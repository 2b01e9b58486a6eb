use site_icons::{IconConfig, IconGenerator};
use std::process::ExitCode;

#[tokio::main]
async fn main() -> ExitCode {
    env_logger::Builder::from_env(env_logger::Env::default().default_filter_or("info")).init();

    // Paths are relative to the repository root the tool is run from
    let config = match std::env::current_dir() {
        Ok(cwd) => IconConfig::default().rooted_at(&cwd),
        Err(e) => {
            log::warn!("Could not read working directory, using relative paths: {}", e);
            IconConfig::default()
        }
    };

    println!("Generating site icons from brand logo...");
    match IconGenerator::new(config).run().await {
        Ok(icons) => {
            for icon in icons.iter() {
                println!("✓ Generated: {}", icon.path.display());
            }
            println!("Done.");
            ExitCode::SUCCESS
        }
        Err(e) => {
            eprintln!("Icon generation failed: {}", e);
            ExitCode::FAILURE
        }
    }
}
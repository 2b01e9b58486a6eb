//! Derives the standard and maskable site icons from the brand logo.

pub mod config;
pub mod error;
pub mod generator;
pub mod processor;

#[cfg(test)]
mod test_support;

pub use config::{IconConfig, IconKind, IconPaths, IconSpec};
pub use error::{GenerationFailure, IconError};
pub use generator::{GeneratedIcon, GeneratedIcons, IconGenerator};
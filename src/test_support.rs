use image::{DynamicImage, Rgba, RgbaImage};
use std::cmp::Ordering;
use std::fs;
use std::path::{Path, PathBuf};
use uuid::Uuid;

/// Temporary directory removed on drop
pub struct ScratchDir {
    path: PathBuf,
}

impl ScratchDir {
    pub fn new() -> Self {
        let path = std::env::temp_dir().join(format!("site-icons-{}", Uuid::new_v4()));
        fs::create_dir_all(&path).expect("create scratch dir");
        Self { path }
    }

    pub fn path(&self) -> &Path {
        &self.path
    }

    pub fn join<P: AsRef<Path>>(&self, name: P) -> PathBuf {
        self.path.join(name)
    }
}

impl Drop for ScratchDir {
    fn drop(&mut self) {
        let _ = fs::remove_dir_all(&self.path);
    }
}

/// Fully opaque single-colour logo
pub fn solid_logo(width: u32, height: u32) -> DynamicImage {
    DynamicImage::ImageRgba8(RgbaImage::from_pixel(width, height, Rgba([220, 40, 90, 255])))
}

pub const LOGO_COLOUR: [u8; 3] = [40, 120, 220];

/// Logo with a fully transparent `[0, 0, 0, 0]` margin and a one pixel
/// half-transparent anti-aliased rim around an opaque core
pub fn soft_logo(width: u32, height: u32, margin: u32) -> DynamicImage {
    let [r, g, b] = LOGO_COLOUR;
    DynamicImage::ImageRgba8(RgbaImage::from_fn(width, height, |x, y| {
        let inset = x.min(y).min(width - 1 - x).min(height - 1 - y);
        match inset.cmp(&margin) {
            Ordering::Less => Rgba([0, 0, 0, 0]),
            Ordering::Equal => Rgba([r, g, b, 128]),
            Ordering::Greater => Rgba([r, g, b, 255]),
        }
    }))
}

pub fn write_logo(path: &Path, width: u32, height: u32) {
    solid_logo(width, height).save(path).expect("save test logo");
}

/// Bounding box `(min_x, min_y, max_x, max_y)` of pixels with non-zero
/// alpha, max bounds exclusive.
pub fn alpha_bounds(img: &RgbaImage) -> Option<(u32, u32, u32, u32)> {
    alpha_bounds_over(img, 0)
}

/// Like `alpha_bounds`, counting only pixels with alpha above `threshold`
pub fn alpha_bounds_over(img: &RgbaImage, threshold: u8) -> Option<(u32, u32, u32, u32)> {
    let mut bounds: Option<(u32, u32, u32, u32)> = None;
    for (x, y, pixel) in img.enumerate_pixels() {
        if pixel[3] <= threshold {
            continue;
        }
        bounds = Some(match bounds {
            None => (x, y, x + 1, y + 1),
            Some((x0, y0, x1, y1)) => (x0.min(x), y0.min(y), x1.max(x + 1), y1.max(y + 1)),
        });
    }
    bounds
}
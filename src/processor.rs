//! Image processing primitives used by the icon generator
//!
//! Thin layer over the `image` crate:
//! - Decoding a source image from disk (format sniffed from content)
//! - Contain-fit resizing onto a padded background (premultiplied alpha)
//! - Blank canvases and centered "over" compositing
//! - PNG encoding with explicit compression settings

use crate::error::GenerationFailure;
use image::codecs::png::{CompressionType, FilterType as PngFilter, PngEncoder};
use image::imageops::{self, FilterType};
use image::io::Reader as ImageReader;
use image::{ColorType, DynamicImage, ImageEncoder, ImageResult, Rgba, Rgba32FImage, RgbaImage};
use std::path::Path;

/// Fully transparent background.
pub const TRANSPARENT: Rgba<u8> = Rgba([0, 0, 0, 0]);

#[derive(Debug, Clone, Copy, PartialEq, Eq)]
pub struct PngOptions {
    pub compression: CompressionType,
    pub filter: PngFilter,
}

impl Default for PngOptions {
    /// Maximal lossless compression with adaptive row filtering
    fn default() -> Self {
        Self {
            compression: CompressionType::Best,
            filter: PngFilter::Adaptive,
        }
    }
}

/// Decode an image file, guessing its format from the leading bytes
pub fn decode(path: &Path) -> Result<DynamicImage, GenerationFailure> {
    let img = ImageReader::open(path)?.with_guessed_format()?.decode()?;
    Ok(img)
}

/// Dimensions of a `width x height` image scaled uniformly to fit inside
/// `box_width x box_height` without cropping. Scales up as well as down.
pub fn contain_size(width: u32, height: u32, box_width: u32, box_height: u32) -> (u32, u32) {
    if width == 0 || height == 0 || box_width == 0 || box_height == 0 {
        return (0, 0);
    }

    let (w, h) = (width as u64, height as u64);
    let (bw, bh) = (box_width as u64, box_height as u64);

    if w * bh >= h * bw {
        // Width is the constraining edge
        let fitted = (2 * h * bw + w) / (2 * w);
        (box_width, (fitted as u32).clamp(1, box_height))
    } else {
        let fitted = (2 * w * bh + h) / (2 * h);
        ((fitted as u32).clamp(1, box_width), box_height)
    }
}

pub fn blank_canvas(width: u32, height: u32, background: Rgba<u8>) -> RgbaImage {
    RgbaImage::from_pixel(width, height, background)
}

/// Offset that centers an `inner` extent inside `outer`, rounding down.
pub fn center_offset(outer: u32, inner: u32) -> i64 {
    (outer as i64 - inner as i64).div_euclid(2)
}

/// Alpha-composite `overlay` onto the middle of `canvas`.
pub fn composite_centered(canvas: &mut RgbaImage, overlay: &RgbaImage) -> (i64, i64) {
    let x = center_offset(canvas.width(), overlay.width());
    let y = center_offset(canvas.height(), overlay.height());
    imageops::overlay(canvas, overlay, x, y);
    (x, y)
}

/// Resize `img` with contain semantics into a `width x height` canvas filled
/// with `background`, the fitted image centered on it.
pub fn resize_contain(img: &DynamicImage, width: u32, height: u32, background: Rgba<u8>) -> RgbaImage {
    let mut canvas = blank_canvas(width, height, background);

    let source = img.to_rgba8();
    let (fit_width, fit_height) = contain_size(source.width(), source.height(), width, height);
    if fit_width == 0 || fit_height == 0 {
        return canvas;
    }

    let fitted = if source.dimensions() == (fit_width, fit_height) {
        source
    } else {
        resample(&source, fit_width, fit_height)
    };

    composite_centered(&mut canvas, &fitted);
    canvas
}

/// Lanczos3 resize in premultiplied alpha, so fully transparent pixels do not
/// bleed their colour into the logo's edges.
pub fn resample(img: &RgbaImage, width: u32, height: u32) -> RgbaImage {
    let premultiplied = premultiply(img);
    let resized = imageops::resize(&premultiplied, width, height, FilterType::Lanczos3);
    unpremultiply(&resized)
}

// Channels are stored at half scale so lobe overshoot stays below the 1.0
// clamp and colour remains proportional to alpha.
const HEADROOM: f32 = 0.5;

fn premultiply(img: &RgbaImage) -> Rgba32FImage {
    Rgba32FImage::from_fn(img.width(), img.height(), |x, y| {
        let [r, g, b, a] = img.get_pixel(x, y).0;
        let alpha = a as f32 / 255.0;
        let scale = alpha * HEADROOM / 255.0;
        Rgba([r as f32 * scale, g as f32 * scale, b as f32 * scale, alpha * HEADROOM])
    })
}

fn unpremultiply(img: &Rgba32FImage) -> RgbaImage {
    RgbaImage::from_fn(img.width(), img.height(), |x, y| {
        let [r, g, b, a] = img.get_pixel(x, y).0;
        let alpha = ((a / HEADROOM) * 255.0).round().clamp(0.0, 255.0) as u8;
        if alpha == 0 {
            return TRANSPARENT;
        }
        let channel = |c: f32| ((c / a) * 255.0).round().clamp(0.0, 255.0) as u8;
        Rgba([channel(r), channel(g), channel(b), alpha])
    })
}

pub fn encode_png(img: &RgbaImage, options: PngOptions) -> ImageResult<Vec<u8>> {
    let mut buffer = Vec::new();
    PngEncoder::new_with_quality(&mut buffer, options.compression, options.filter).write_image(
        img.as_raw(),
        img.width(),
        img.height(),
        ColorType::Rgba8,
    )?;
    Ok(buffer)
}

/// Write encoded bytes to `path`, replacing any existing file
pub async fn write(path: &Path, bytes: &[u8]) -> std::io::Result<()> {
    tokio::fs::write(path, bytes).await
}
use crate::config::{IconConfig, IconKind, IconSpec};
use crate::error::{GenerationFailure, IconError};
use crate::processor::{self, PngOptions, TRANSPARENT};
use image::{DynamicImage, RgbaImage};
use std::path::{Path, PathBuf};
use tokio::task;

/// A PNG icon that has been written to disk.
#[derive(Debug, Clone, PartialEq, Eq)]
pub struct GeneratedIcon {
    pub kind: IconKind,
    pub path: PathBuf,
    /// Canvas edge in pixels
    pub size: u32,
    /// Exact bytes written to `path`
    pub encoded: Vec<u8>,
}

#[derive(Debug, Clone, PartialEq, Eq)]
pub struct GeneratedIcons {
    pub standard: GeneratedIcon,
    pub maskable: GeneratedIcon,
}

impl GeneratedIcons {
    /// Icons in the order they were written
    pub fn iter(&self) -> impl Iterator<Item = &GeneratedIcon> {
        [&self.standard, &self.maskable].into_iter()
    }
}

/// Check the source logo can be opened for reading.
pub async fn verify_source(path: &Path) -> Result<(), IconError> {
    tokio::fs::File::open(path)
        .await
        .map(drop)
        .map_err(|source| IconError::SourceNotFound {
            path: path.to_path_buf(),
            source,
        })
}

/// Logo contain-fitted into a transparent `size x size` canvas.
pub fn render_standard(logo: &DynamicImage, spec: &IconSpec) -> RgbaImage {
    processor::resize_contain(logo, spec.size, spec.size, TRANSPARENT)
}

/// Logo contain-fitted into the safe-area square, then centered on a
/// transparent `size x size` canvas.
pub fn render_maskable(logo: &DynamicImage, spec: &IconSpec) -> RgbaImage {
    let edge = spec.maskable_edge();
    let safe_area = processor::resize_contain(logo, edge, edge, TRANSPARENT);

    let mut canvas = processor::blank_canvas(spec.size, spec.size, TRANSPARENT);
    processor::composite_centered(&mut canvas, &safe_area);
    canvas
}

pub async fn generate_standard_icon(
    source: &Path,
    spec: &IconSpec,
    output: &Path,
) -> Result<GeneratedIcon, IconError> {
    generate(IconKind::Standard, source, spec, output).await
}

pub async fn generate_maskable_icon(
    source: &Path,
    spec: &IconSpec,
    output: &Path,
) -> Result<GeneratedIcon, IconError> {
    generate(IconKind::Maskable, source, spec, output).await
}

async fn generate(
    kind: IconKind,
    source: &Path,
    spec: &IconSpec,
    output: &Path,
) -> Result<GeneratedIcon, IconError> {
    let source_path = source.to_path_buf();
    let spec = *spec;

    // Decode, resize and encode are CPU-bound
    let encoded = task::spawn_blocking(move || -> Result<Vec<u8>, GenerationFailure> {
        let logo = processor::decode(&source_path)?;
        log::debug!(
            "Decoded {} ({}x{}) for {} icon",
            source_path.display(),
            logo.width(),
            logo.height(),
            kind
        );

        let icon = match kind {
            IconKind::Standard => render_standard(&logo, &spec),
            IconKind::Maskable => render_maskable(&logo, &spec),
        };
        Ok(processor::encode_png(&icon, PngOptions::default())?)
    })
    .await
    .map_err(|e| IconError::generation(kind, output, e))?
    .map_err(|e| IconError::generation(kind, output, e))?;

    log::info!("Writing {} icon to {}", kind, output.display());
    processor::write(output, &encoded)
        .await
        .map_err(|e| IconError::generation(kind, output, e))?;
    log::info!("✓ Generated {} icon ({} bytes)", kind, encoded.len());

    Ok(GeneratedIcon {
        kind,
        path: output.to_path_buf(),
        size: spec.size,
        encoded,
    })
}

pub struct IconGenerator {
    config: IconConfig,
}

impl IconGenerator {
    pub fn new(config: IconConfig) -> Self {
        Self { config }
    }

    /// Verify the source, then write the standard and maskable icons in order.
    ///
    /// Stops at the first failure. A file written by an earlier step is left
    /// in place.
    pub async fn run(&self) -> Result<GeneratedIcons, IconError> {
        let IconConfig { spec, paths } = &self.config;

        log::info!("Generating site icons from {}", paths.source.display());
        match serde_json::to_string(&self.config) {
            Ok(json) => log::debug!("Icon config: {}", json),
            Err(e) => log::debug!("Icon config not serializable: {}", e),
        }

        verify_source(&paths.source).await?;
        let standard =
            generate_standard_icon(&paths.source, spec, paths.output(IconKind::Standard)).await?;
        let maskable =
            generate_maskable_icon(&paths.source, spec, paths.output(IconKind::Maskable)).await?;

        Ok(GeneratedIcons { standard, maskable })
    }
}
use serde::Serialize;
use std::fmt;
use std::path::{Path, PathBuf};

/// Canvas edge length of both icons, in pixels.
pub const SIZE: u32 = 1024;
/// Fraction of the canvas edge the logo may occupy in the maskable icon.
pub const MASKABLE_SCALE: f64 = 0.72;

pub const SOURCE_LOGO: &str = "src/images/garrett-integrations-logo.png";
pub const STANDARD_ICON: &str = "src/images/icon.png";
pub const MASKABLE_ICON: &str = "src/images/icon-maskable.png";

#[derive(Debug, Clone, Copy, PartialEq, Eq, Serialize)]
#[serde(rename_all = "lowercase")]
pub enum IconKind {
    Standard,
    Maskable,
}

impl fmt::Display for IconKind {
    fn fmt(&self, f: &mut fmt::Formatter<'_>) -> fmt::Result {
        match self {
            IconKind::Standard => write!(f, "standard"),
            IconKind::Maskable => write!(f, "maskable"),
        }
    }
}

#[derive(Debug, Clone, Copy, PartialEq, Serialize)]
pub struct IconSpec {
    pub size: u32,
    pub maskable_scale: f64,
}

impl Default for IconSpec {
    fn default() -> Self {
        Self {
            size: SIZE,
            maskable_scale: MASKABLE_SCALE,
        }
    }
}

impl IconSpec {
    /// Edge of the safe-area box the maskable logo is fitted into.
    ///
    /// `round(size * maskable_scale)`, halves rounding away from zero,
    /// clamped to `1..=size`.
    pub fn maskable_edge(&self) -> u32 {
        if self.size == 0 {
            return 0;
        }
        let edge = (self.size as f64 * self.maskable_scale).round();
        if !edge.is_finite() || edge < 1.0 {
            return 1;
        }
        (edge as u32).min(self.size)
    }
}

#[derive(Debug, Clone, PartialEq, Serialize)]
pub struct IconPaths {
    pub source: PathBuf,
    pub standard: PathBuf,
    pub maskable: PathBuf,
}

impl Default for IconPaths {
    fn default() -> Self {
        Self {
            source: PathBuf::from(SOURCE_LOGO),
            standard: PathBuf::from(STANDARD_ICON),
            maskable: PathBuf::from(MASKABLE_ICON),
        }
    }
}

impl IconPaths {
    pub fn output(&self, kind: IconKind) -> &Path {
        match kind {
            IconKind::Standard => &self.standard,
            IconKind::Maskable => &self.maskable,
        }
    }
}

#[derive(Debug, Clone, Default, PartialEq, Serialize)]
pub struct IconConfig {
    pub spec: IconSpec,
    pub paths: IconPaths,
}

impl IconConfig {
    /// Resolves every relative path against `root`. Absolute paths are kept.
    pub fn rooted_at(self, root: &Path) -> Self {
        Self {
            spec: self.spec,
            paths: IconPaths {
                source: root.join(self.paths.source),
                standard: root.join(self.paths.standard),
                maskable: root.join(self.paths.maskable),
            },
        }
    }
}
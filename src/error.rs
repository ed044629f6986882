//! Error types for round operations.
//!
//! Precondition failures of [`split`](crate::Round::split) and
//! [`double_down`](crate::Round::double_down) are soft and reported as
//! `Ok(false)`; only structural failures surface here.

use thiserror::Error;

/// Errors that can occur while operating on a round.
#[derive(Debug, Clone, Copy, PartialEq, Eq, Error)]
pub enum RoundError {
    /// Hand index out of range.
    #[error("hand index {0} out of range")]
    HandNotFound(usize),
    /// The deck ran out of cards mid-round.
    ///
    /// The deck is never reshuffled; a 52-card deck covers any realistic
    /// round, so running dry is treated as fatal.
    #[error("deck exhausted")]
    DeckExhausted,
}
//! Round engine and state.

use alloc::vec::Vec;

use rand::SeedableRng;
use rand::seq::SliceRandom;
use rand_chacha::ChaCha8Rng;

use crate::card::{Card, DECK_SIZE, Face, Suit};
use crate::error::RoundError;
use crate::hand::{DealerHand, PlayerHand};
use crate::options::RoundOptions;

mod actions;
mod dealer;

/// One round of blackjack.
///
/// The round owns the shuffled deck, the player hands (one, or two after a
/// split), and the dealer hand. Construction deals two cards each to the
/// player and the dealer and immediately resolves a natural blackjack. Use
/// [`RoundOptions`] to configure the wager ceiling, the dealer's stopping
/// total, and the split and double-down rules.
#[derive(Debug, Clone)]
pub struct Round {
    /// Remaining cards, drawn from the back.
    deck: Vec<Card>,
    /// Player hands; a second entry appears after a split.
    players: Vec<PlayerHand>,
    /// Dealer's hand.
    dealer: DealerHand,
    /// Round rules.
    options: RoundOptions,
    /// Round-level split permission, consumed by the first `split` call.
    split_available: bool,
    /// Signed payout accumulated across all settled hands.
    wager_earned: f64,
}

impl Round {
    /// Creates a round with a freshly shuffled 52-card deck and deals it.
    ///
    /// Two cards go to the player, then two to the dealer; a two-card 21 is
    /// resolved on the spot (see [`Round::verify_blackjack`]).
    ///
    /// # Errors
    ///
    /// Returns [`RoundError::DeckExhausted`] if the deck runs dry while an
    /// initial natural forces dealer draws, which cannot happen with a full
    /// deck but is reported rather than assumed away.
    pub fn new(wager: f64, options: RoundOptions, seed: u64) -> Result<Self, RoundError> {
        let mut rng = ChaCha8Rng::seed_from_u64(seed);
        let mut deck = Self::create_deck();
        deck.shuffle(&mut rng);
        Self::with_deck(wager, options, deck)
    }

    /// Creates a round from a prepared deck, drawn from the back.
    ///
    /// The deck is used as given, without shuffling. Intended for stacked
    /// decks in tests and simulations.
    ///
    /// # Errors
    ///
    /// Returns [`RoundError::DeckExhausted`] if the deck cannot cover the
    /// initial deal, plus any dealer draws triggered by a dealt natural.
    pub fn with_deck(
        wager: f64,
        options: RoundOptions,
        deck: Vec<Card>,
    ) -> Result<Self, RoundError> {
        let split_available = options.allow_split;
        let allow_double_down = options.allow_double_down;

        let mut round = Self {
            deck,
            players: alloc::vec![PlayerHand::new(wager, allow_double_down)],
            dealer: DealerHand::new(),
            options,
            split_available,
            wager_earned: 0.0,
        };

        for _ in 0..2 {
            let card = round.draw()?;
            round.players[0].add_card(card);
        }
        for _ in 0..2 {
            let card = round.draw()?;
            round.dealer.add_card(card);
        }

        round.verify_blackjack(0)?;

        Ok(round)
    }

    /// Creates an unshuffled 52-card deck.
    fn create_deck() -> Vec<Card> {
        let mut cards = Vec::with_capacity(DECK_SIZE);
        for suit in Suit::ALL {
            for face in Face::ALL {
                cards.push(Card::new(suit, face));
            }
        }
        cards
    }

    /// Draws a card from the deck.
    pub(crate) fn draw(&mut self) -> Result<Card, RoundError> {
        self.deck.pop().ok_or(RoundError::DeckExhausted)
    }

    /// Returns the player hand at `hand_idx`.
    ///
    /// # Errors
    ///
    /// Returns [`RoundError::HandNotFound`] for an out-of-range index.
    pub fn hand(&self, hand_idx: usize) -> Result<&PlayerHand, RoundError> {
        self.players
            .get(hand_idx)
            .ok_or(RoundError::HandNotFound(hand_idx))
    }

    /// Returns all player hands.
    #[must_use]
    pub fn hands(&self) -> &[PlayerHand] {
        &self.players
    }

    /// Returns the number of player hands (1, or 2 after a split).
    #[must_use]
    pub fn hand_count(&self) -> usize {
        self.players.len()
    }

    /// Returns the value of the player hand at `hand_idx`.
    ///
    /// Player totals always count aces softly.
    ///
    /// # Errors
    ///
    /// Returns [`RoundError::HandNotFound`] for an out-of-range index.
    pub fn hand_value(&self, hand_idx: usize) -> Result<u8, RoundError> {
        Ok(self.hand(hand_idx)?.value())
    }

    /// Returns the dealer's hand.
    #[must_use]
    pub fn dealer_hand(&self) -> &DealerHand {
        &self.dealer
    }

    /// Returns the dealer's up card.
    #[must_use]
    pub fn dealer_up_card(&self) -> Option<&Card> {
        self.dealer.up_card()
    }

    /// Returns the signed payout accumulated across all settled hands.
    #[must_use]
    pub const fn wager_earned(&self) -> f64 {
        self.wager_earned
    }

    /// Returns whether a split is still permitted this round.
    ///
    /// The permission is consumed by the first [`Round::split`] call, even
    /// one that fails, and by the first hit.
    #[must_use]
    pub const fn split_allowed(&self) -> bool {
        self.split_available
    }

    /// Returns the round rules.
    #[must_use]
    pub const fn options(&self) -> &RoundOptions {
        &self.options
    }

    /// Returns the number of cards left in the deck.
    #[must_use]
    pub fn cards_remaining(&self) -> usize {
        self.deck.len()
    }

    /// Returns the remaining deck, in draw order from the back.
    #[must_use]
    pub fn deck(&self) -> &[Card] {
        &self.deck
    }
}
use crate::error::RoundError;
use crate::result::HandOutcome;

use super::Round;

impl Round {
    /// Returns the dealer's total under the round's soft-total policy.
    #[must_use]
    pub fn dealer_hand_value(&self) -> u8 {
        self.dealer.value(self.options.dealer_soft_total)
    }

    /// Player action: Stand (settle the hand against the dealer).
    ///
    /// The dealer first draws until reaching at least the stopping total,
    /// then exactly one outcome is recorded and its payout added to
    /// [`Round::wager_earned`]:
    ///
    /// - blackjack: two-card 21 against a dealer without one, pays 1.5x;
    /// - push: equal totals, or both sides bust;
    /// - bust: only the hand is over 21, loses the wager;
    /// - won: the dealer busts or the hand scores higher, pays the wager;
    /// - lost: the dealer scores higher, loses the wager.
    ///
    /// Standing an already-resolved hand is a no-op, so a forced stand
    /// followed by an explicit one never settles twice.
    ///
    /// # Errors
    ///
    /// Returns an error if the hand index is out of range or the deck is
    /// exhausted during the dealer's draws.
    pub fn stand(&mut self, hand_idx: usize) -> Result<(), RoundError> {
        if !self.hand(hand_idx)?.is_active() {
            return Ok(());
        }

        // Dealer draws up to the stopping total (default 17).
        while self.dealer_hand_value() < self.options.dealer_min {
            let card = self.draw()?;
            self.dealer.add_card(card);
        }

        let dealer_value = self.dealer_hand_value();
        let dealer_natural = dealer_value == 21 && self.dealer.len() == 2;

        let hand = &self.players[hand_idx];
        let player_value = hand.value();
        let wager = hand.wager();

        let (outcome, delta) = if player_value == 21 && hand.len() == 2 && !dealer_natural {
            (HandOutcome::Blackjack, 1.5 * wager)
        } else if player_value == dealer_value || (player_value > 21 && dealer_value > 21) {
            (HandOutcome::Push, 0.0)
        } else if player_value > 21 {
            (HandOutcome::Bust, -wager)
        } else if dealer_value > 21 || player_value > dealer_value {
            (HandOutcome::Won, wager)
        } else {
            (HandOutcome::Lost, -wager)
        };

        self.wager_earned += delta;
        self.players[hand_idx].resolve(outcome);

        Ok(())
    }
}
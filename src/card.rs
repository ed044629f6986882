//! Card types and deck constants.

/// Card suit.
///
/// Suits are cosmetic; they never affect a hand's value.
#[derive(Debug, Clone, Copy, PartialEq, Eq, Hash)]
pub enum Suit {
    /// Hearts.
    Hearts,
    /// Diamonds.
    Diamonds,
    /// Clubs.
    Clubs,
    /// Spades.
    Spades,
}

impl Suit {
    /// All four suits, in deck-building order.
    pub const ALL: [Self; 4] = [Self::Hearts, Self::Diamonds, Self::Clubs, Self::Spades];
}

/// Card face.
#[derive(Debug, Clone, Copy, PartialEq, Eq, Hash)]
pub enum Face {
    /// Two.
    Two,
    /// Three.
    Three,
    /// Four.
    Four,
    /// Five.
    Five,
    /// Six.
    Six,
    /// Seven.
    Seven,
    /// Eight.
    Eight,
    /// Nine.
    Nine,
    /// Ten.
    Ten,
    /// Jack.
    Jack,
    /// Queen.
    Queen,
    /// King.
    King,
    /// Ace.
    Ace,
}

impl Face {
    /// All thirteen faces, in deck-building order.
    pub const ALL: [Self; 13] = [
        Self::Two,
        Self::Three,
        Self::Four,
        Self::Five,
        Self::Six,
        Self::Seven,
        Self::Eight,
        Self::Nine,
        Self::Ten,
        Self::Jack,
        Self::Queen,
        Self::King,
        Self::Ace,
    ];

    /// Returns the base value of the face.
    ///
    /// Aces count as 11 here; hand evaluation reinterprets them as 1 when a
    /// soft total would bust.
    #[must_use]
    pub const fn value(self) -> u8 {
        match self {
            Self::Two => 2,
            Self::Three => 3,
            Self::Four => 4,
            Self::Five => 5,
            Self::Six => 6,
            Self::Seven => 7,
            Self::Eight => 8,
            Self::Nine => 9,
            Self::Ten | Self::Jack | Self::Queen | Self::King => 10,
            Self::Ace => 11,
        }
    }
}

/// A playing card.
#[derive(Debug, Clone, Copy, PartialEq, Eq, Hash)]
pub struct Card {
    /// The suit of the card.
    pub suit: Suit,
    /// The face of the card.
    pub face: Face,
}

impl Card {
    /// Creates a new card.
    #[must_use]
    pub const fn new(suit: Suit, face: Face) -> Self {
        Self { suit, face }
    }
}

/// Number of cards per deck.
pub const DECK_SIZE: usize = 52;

-.-.-

▶ [EXERCISE PROMPT]
Copy, from the material, each line that holds the string "loses".

▶ [RESPONSE TO THIS TASK]
    /// - bust: only the hand is over 21, loses the wager;
    /// - lost: the dealer scores higher, loses the wager.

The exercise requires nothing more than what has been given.